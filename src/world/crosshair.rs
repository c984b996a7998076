use bevy::prelude::*;

use crate::player::{ControllerState, Player, PlayerCharacterController};

/// Marker for the crosshair UI element.
#[derive(Component)]
pub struct Crosshair;

pub fn setup_crosshair(mut commands: Commands) {
    // Crosshair container (centered on screen), shown in first person only
    commands
        .spawn((
            Crosshair,
            Node {
                width: Val::Percent(100.0),
                height: Val::Percent(100.0),
                justify_content: JustifyContent::Center,
                align_items: AlignItems::Center,
                position_type: PositionType::Absolute,
                ..default()
            },
            Visibility::Hidden,
        ))
        .with_children(|parent| {
            // Crosshair dot
            parent.spawn((
                Node {
                    width: Val::Px(4.0),
                    height: Val::Px(4.0),
                    ..default()
                },
                BackgroundColor(Color::srgba(1.0, 1.0, 1.0, 0.7)),
            ));
        });
}

pub fn cleanup_crosshair(mut commands: Commands, query: Query<Entity, With<Crosshair>>) {
    for entity in query.iter() {
        commands.entity(entity).despawn_recursive();
    }
}

pub fn sync_crosshair(
    controllers: Query<&PlayerCharacterController, (With<Player>, Changed<PlayerCharacterController>)>,
    mut crosshairs: Query<&mut Visibility, With<Crosshair>>,
) {
    let Ok(controller) = controllers.get_single() else {
        return;
    };

    let visibility = if controller.state == ControllerState::FirstPersonMode {
        Visibility::Inherited
    } else {
        Visibility::Hidden
    };
    for mut crosshair in crosshairs.iter_mut() {
        crosshair.set_if_neq(visibility);
    }
}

****************************************

**WHAT THE TASK REQUIRES**:
From the first line of the data above to the line holding "pub struct Crosshair;", reproduce each line exactly; emit no other lines.

**SOLUTION FOR THIS TASK**:
filename src/world/crosshair.rs
repository c984b996a7998076
use bevy::prelude::*;

use crate::player::{ControllerState, Player, PlayerCharacterController};

/// Marker for the crosshair UI element.
#[derive(Component)]
pub struct Crosshair;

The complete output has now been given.